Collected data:
━━━━━━━━━━━━━━━━

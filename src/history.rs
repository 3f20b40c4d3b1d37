use crate::api::{ApiError, Backend};
use crate::db::models::{ChatHistory, RemoteId};
use crate::session::Session;

/// Client-side copy of the user's saved conversations.
///
/// Always replaced wholesale from the backend; a failed refresh keeps the
/// previous entries.
#[derive(Debug, Default, Clone)]
pub struct ChatHistoryList {
    entries: Vec<ChatHistory>,
}

impl ChatHistoryList {
    pub fn new() -> Self {
        Self::default()
    }

    pub fn seed(&mut self, entries: Vec<ChatHistory>) {
        self.entries = entries;
    }

    pub fn entries(&self) -> &[ChatHistory] {
        &self.entries
    }

    pub fn is_empty(&self) -> bool {
        self.entries.is_empty()
    }

    pub fn get(&self, chat_id: &RemoteId) -> Option<&ChatHistory> {
        self.entries
            .iter()
            .find(|c| c.chat_id.as_ref() == Some(chat_id))
    }

    /// Entry by its 1-based position in the list as displayed.
    pub fn nth(&self, position: usize) -> Option<&ChatHistory> {
        position.checked_sub(1).and_then(|i| self.entries.get(i))
    }

    pub async fn refresh(
        &mut self,
        backend: &dyn Backend,
        session: &Session,
    ) -> Result<&[ChatHistory], ApiError> {
        let entries = backend.fetch_history(session).await?;
        tracing::debug!("history refreshed: {} conversations", entries.len());
        self.entries = entries;
        Ok(&self.entries)
    }

    /// Delete on the server and drop the entry locally. Callers refresh
    /// afterwards; a failed refresh does not undo the delete.
    pub async fn delete(
        &mut self,
        backend: &dyn Backend,
        session: &Session,
        chat_id: &RemoteId,
    ) -> Result<(), ApiError> {
        backend.delete_history(session, chat_id).await?;
        tracing::info!("deleted conversation {}", chat_id);
        self.entries.retain(|c| c.chat_id.as_ref() != Some(chat_id));
        Ok(())
    }
}

#[cfg(test)]
mod tests {
    use super::*;
    use crate::api::fake::{Call, FakeBackend};
    use crate::db::models::Message;

    fn chat(id: &str) -> ChatHistory {
        ChatHistory {
            chat_id: Some(RemoteId(id.into())),
            messages: vec![Message::you(format!("message {}", id))],
            timestamp: None,
        }
    }

    #[tokio::test]
    async fn test_refresh_replaces_entries() {
        let backend = FakeBackend::default();
        *backend.history.lock().unwrap() = vec![chat("1"), chat("2")];
        let mut list = ChatHistoryList::new();
        list.seed(vec![chat("old")]);

        let session = Session::new("t");
        let entries = list.refresh(&backend, &session).await.unwrap();
        assert_eq!(entries.len(), 2);
        assert!(list.get(&RemoteId("old".into())).is_none());
        assert_eq!(list.nth(2).unwrap().chat_id, Some(RemoteId("2".into())));
        assert!(list.nth(0).is_none());
        assert!(list.nth(3).is_none());
    }

    #[tokio::test]
    async fn test_failed_refresh_keeps_entries() {
        let backend = FakeBackend::default();
        *backend.fail_fetch.lock().unwrap() = true;
        let mut list = ChatHistoryList::new();
        list.seed(vec![chat("1")]);
        assert!(list.refresh(&backend, &Session::new("t")).await.is_err());
        assert_eq!(list.entries(), &[chat("1")]);
    }

    #[tokio::test]
    async fn test_delete_drops_entry_locally() {
        let backend = FakeBackend::default();
        *backend.history.lock().unwrap() = vec![chat("1"), chat("2")];
        let mut list = ChatHistoryList::new();
        let session = Session::new("t");
        list.refresh(&backend, &session).await.unwrap();

        list.delete(&backend, &session, &RemoteId("1".into()))
            .await
            .unwrap();

        assert_eq!(list.entries(), &[chat("2")]);
        assert_eq!(
            backend.calls(),
            vec![
                Call::FetchHistory("t".into()),
                Call::DeleteHistory("t".into(), RemoteId("1".into())),
            ]
        );
    }
}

━━━━━━━━━━━━━━━━

● **WHAT IS REQUIRED**
The data must be given again in full, exactly as written.

● **ANSWER BOX**
filename src/history.rs
repository 3f20b40c4d3b1d37
use crate::api::{ApiError, Backend};
use crate::db::models::{ChatHistory, RemoteId};
use crate::session::Session;

/// Client-side copy of the user's saved conversations.
///
/// Always replaced wholesale from the backend; a failed refresh keeps the
/// previous entries.
#[derive(Debug, Default, Clone)]
pub struct ChatHistoryList {
    entries: Vec<ChatHistory>,
}

impl ChatHistoryList {
    pub fn new() -> Self {
        Self::default()
    }

    pub fn seed(&mut self, entries: Vec<ChatHistory>) {
        self.entries = entries;
    }

    pub fn entries(&self) -> &[ChatHistory] {
        &self.entries
    }

    pub fn is_empty(&self) -> bool {
        self.entries.is_empty()
    }

    pub fn get(&self, chat_id: &RemoteId) -> Option<&ChatHistory> {
        self.entries
            .iter()
            .find(|c| c.chat_id.as_ref() == Some(chat_id))
    }

    /// Entry by its 1-based position in the list as displayed.
    pub fn nth(&self, position: usize) -> Option<&ChatHistory> {
        position.checked_sub(1).and_then(|i| self.entries.get(i))
    }

    pub async fn refresh(
        &mut self,
        backend: &dyn Backend,
        session: &Session,
    ) -> Result<&[ChatHistory], ApiError> {
        let entries = backend.fetch_history(session).await?;
        tracing::debug!("history refreshed: {} conversations", entries.len());
        self.entries = entries;
        Ok(&self.entries)
    }

    /// Delete on the server and drop the entry locally. Callers refresh
    /// afterwards; a failed refresh does not undo the delete.
    pub async fn delete(
        &mut self,
        backend: &dyn Backend,
        session: &Session,
        chat_id: &RemoteId,
    ) -> Result<(), ApiError> {
        backend.delete_history(session, chat_id).await?;
        tracing::info!("deleted conversation {}", chat_id);
        self.entries.retain(|c| c.chat_id.as_ref() != Some(chat_id));
        Ok(())
    }
}

#[cfg(test)]
mod tests {
    use super::*;
    use crate::api::fake::{Call, FakeBackend};
    use crate::db::models::Message;

    fn chat(id: &str) -> ChatHistory {
        ChatHistory {
            chat_id: Some(RemoteId(id.into())),
            messages: vec![Message::you(format!("message {}", id))],
            timestamp: None,
        }
    }

    #[tokio::test]
    async fn test_refresh_replaces_entries() {
        let backend = FakeBackend::default();
        *backend.history.lock().unwrap() = vec![chat("1"), chat("2")];
        let mut list = ChatHistoryList::new();
        list.seed(vec![chat("old")]);

        let session = Session::new("t");
        let entries = list.refresh(&backend, &session).await.unwrap();
        assert_eq!(entries.len(), 2);
        assert!(list.get(&RemoteId("old".into())).is_none());
        assert_eq!(list.nth(2).unwrap().chat_id, Some(RemoteId("2".into())));
        assert!(list.nth(0).is_none());
        assert!(list.nth(3).is_none());
    }

    #[tokio::test]
    async fn test_failed_refresh_keeps_entries() {
        let backend = FakeBackend::default();
        *backend.fail_fetch.lock().unwrap() = true;
        let mut list = ChatHistoryList::new();
        list.seed(vec![chat("1")]);
        assert!(list.refresh(&backend, &Session::new("t")).await.is_err());
        assert_eq!(list.entries(), &[chat("1")]);
    }

    #[tokio::test]
    async fn test_delete_drops_entry_locally() {
        let backend = FakeBackend::default();
        *backend.history.lock().unwrap() = vec![chat("1"), chat("2")];
        let mut list = ChatHistoryList::new();
        let session = Session::new("t");
        list.refresh(&backend, &session).await.unwrap();

        list.delete(&backend, &session, &RemoteId("1".into()))
            .await
            .unwrap();

        assert_eq!(list.entries(), &[chat("2")]);
        assert_eq!(
            backend.calls(),
            vec![
                Call::FetchHistory("t".into()),
                Call::DeleteHistory("t".into(), RemoteId("1".into())),
            ]
        );
    }
}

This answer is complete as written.